唐突に思いついて、アイデアそのままに書いてしまうものが一つ。もう一つはテーマがあってそこから生み出すパターンだ。今回はテーマありきで物語の源泉を生み出すその方法-「短編レシピ」を公開しようと思う。



前章 ストーリーレシピ


「短編を書こう」と思って書くか「アイデアを思いついた」となって書くかで、何を題材にするかが変わる。「短編を書こう」と思って書く場合は、たいていテーマが決まっているのに何もアイデアが出てこないこと(テーマがない場合も含めて)が多いだろう。今回はそんなときのために、ジャンルやテーマなど外枠から決めていこうと思う。


<テーマ

テーマの決め方は様々ある。

  • 日常生活やインプットしたものから思いつく”単語”

  • 場面と主人公の属性を決めて

  • 広辞苑や単語ガチャで3つ無作為な単語を選んで

  • 曲を決めて

  • 花言葉

  • 起承転結の"転"となる出来事だけ決める

  • 初めの一文を決める

ざっと挙げられるのはこんな程度だろう。


今回は一番上の選択肢をとる。

思いついた単語をテーマにするという取っ掛かりは、自由度が高く制限もないため、初心者でも簡単にできると考えている。季節から連想するなら「出会い」「別れ」「雪」「若葉」「桜」など様々あるし、最近流行りのAIにキーワード出しを頼むのも一つの手だろう。


これは私的な話だが、今「司法・犯罪心理学」という授業の最中だ。そこから派生して「万引き」をテーマにしようと思う。



<ジャンル

好き嫌いを問わず、まず全てのジャンルを書き出してみるのが重要だ。その上で、自身の得意分野と苦手分野を見極める。私の場合は、プロットを書かないという特徴も影響して、ミステリーや恋愛が苦手だ。そのため、ジャンルはそれ以外に決定することが多い。

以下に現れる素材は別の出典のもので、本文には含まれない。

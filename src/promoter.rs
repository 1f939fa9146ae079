//! Release promotion.
//!
//! Walks binaries that passed the completeness threshold and turns each into
//! a release row with a rendered NZB manifest, or removes it when it cannot
//! become one (duplicate hash, fewer parts than the group's minimum). A
//! binary whose group has since been removed is left alone so a later run can
//! pick it up again.

use tracing::{debug, info, warn};

use crate::categorize::Categorizer;
use crate::db::{Database, NewRelease};
use crate::error::Result;
use crate::nzb::{write_nzb, ManifestFile, ManifestSegment};
use crate::subjects::SubjectParser;
use crate::types::{release_hash, Category};

/// Counters from one promotion pass.
#[derive(Debug, Default, Clone, Copy, PartialEq, Eq)]
pub struct PromoteStats {
    /// Binaries promoted to releases
    pub promoted: usize,
    /// Binaries dropped because an identical release already exists
    pub duplicates: usize,
    /// Binaries dropped for having fewer parts than the group minimum
    pub rejected: usize,
    /// Binaries left untouched (group no longer registered)
    pub skipped: usize,
}

/// Promote every binary meeting `threshold` percent segment completeness.
pub async fn make_releases(
    db: &Database,
    parser: &SubjectParser,
    categorizer: &Categorizer,
    threshold: f64,
) -> Result<PromoteStats> {
    let candidates = db.complete_candidates(threshold).await?;
    info!(candidates = candidates.len(), threshold, "promoting binaries");

    let mut stats = PromoteStats::default();
    for binary in candidates {
        let parts = db.get_binary_parts(binary.id).await?;

        let mut files = Vec::with_capacity(parts.len());
        let mut size_bytes: i64 = 0;
        for part in &parts {
            let segments = db.get_part_segments(part.id).await?;
            let manifest_segments: Vec<ManifestSegment> = segments
                .iter()
                .map(|s| {
                    size_bytes += s.size_bytes;
                    ManifestSegment {
                        number: s.segment,
                        size_bytes: s.size_bytes,
                        message_id: s.message_id.clone(),
                    }
                })
                .collect();
            files.push(ManifestFile {
                subject: part.subject.clone(),
                poster: part.poster.clone(),
                posted: part.posted,
                group: part.group_name.clone(),
                segments: manifest_segments,
            });
        }

        let name = parser.release_name(&binary.group_name, &binary.name);
        let hash = release_hash(&name, &binary.group_name, binary.posted, size_bytes);
        if db.find_release_by_hash(&hash).await?.is_some() {
            debug!(binary = binary.id, %name, "duplicate release, dropping binary");
            db.delete_binary(binary.id).await?;
            stats.duplicates += 1;
            continue;
        }

        let Some(group) = db.find_group_by_name(&binary.group_name).await? else {
            warn!(
                binary = binary.id,
                group = %binary.group_name,
                "binary references unregistered group, leaving in place"
            );
            stats.skipped += 1;
            continue;
        };

        if parts.len() < group.min_files as usize {
            debug!(
                binary = binary.id,
                parts = parts.len(),
                min_files = group.min_files,
                "too few parts, dropping binary"
            );
            db.delete_binary(binary.id).await?;
            stats.rejected += 1;
            continue;
        }

        // Unclassifiable releases land in the catch-all, never Unknown
        let category = match categorizer.categorize(&name, &binary.group_name) {
            Category::Unknown => Category::Other,
            category => category,
        };
        let nzb = write_nzb(&name, &category.to_string(), &files);
        let release = NewRelease {
            hash,
            search_name: search_name(&name),
            original_name: binary.name.clone(),
            poster: binary.poster.clone(),
            group_name: binary.group_name.clone(),
            posted: binary.posted,
            size_bytes,
            category: category.id(),
            nzb,
            name,
        };
        let release_id = db.promote(&release, binary.id).await?;
        info!(
            release = release_id,
            name = %release.name,
            category = %category,
            size = size_bytes,
            "promoted binary"
        );
        stats.promoted += 1;
    }

    info!(
        promoted = stats.promoted,
        duplicates = stats.duplicates,
        rejected = stats.rejected,
        skipped = stats.skipped,
        "promotion complete"
    );
    Ok(stats)
}

/// Normalize a release name for the search index.
///
/// Drops characters with no search value and maps the usual word
/// separators to spaces.
pub fn search_name(name: &str) -> String {
    let mut normalized = String::with_capacity(name.len());
    for c in name.chars() {
        match c {
            '#' | '@' | '$' | '%' | '^' | '§' | '¨' | '©' | 'Ö' => {}
            '_' | '.' | '-' => normalized.push(' '),
            _ => normalized.push(c),
        }
    }
    normalized.trim().to_string()
}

また、経験上ジャンル先よりテーマ先の方が書きやすいだろう。テーマから生じるあらゆる方向性を狭めないように、ジャンルは決めないで書き出す場合もある。つまり、この工程は任意だ。


  • ホラー

  • 歴史

  • 青春

  • スポーツ

  • ファンタジー

  • SF

  • 日常

  • ヒューマンドラマ

他にもあるかもしれないが、一旦こんなものにしよう。


ジャンル別の書きやすさは人それぞれで、今まで触れてきたものや好みによって変化する。ただ、往々にして歴史ものは下調べが必要なため、時間と手間がかかるだろう。



<ストーリーの特徴

今回書くのは短編である。

舞台はどこでもいい。

日常の何気ないワンシーンでも、出来事でも。

ただその短い中に起承転結を入れる必要がある。

そして、長編にはない魅力を入れ込む必要がある。

つまり、短編を面白くするには、その作品ならではの「interesting」と意外性のある「オチ」が欠かせないということだ。

「Interesting」とは、そのストーリーにしかない面白さだ。


例えば、以下のような日常のワンシーンがあったとする。

「やっと強すぎる雨が止んだ。久々に外へ出てコンビニへ行く。空を見ると紫と橙が混じったような綺麗な色をしている。私は無性に写真を撮りたくて、コンビニを通り過ぎて道を進む。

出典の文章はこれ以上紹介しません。